The trolling of former Vice President Mike Pence by Republican presidential candidate Vivek Ramswamy’s campaign was called out by X on Monday after the social media giant added a ‘community note’ to the latter’s claim that the former was ‘copying’ one of his ‘revolutionary ideas.’
‘Hey [Mike Pence]. You get an ‘F’ for copying [Vivek Ramaswamy’s] homework. While imitation is the sincerest form of flattery, it’s not cool to rip off his revolutionary ideas and pawn them off as your own. Don’t blame you. Vivek is super smart. [Harvard] and [Yale Law School] degrees,’ the Ramaswamy campaign’s war room wrote over the weekend in response to Pence vowing to ‘shut down the Department of Education.’
However, the X note pointed to former President Ronald Reagan as the one who originally called for the shutting down of the Education Department during his 1982 State of the Union speech.

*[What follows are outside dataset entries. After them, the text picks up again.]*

//! Configuration schema definitions.
//!
//! This module defines the complete configuration structure for the gateway.
//! All types derive Serde traits for deserialization from config files.

use serde::{Deserialize, Serialize};
use std::fmt;
use std::str::FromStr;

/// Root configuration for the admin gateway.
#[derive(Debug, Clone, Deserialize, Serialize, Default)]
#[serde(default)]
pub struct GatewayConfig {
    /// Listener configuration (bind address, inbound limits).
    pub listener: ListenerConfig,

    /// Backend authority settings.
    pub upstream: UpstreamConfig,

    /// Cookie re-issuing policy.
    pub cookies: CookieConfig,

    /// Proxy-trust marker sent on every upstream call.
    pub trust_marker: TrustMarkerConfig,

    /// Observability settings.
    pub observability: ObservabilityConfig,
}

impl GatewayConfig {
    /// Whether the gateway runs in production mode.
    pub fn is_production(&self) -> bool {
        self.upstream.mode == DeploymentMode::Production
    }
}

/// Listener configuration.
#[derive(Debug, Clone, Deserialize, Serialize)]
#[serde(default)]
pub struct ListenerConfig {
    /// Bind address (e.g., "0.0.0.0:8080").
    pub bind_address: String,

    /// Maximum inbound request body size in bytes.
    pub max_body_size: usize,

    /// Total time allowed for one inbound request, in seconds.
    pub request_timeout_secs: u64,
}

impl Default for ListenerConfig {
    fn default() -> Self {
        Self {
            bind_address: "0.0.0.0:8080".to_string(),
            max_body_size: 64 * 1024,
            request_timeout_secs: 30,
        }
    }
}

/// Deployment mode. Selects the backend address and the cookie `Secure` flag.
#[derive(Debug, Clone, Copy, PartialEq, Eq, Deserialize, Serialize, Default)]
#[serde(rename_all = "lowercase")]
pub enum DeploymentMode {
    Production,
    #[default]
    Development,
}

impl fmt::Display for DeploymentMode {
    fn fmt(&self, f: &mut fmt::Formatter<'_>) -> fmt::Result {
        match self {
            DeploymentMode::Production => write!(f, "production"),
            DeploymentMode::Development => write!(f, "development"),
        }
    }
}

impl FromStr for DeploymentMode {
    type Err = String;

    fn from_str(s: &str) -> Result<Self, Self::Err> {
        match s.trim().to_ascii_lowercase().as_str() {
            "production" | "prod" => Ok(DeploymentMode::Production),
            "development" | "dev" => Ok(DeploymentMode::Development),
            other => Err(format!("unknown deployment mode '{}'", other)),
        }
    }
}

/// Backend authority configuration.
#[derive(Debug, Clone, Deserialize, Serialize)]
#[serde(default)]
pub struct UpstreamConfig {
    /// Deployment mode.
    pub mode: DeploymentMode,

    /// Base URL used in production.
    pub production_url: String,

    /// Base URL used outside production.
    pub development_url: String,

    /// Explicit base URL; wins over both per-mode URLs when set.
    pub base_url: Option<String>,

    /// Upper bound for one upstream call, in seconds.
    pub timeout_secs: u64,

    /// Connection establishment timeout in seconds.
    pub connect_timeout_secs: u64,

    /// Upstream path of the anti-forgery token endpoint.
    pub anti_forgery_path: String,

    /// Upstream path of the login endpoint.
    pub authenticate_path: String,

    /// Upstream prefix for the admin API passthrough.
    pub admin_api_prefix: String,
}

impl Default for UpstreamConfig {
    fn default() -> Self {
        Self {
            mode: DeploymentMode::Development,
            production_url: "https://backend.invalid".to_string(),
            development_url: "http://localhost:3000".to_string(),
            base_url: None,
            timeout_secs: 10,
            connect_timeout_secs: 5,
            anti_forgery_path: "/api/admin/csrf-token".to_string(),
            authenticate_path: "/api/admin/login".to_string(),
            admin_api_prefix: "/api/admin".to_string(),
        }
    }
}

/// Cookie policy for cookies issued on the gateway's origin.
#[derive(Debug, Clone, Deserialize, Serialize)]
#[serde(default)]
pub struct CookieConfig {
    /// Name of the session cookie set from an in-body token.
    pub session_cookie_name: String,

    /// Lifetime of relayed anti-forgery cookies, in seconds.
    pub anti_forgery_max_age_secs: u64,

    /// Lifetime of relayed session cookies, in seconds.
    pub session_max_age_secs: u64,
}

impl Default for CookieConfig {
    fn default() -> Self {
        Self {
            session_cookie_name: "admin-token".to_string(),
            anti_forgery_max_age_secs: 60 * 60,
            session_max_age_secs: 60 * 60 * 24 * 7,
        }
    }
}

/// Header that tells the authority a call came through the gateway.
#[derive(Debug, Clone, Deserialize, Serialize)]
#[serde(default)]
pub struct TrustMarkerConfig {
    /// Header name (case-insensitive).
    pub header: String,

    /// Header value.
    pub value: String,
}

impl Default for TrustMarkerConfig {
    fn default() -> Self {
        Self {
            header: "x-same-origin-proxy".to_string(),
            value: "true".to_string(),
        }
    }
}

/// Observability configuration.
#[derive(Debug, Clone, Deserialize, Serialize)]
#[serde(default)]
pub struct ObservabilityConfig {
    /// Default log filter, used when `RUST_LOG` is unset.
    pub log_filter: String,

    /// Enable metrics endpoint.
    pub metrics_enabled: bool,

    /// Metrics endpoint bind address.
    pub metrics_address: String,
}

impl Default for ObservabilityConfig {
    fn default() -> Self {
        Self {
            log_filter: "admin_gateway=info,tower_http=info".to_string(),
            metrics_enabled: false,
            metrics_address: "0.0.0.0:9090".to_string(),
        }
    }
}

According to the Annenberg Public Policy Center of the University of Pennsylvania, cited by X in its note, Reagan said he believed ‘decisions about education should be made at the local level and that the federal government should play only a minor role in the nation’s schools.’

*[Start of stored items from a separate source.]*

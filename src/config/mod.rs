//! Configuration management subsystem.
//!
//! # Data Flow
//! ```text
//! config file (TOML)
//!     → loader.rs (parse & deserialize)
//!     → command-line overrides (main.rs)
//!     → validation.rs (semantic checks)
//!     → GatewayConfig (validated, immutable)
//!     → injected into the relay at construction
//! ```
//!
//! # Design Decisions
//! - Config is immutable once loaded; deployment mode is never read from the
//!   process environment per request
//! - All fields have defaults to allow minimal configs
//! - Validation separates syntactic (serde) from semantic checks

pub mod loader;
pub mod schema;
pub mod validation;

pub use schema::CookieConfig;
pub use schema::DeploymentMode;
pub use schema::GatewayConfig;
pub use schema::ListenerConfig;
pub use schema::ObservabilityConfig;
pub use schema::TrustMarkerConfig;
pub use schema::UpstreamConfig;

In its post roasting Pence, the Ramaswamy campaign pointed to a separate X post by Ramaswamy from Feb. 28 with a promise to shut down the Education Department, well before Pence began pushing the policy as part of his own presidential campaign, which he didn’t launch until June.
Pence made the policy promise just days after Ramaswamy had given a speech to the America First Policy Institute detailing his own plan for shutting down the Education Department in what his campaign told Fox News Digital was given with ‘unprecedented detail.’
A spokesperson for the Ramaswamy campaign told Fox that Republican calls to end federal agencies, such as the Education Department, weren’t new, but that the level of detail Ramaswamy has been offering on the campaign trail was something that was so far unseen.
Fox has reached out to the Pence campaign for comment.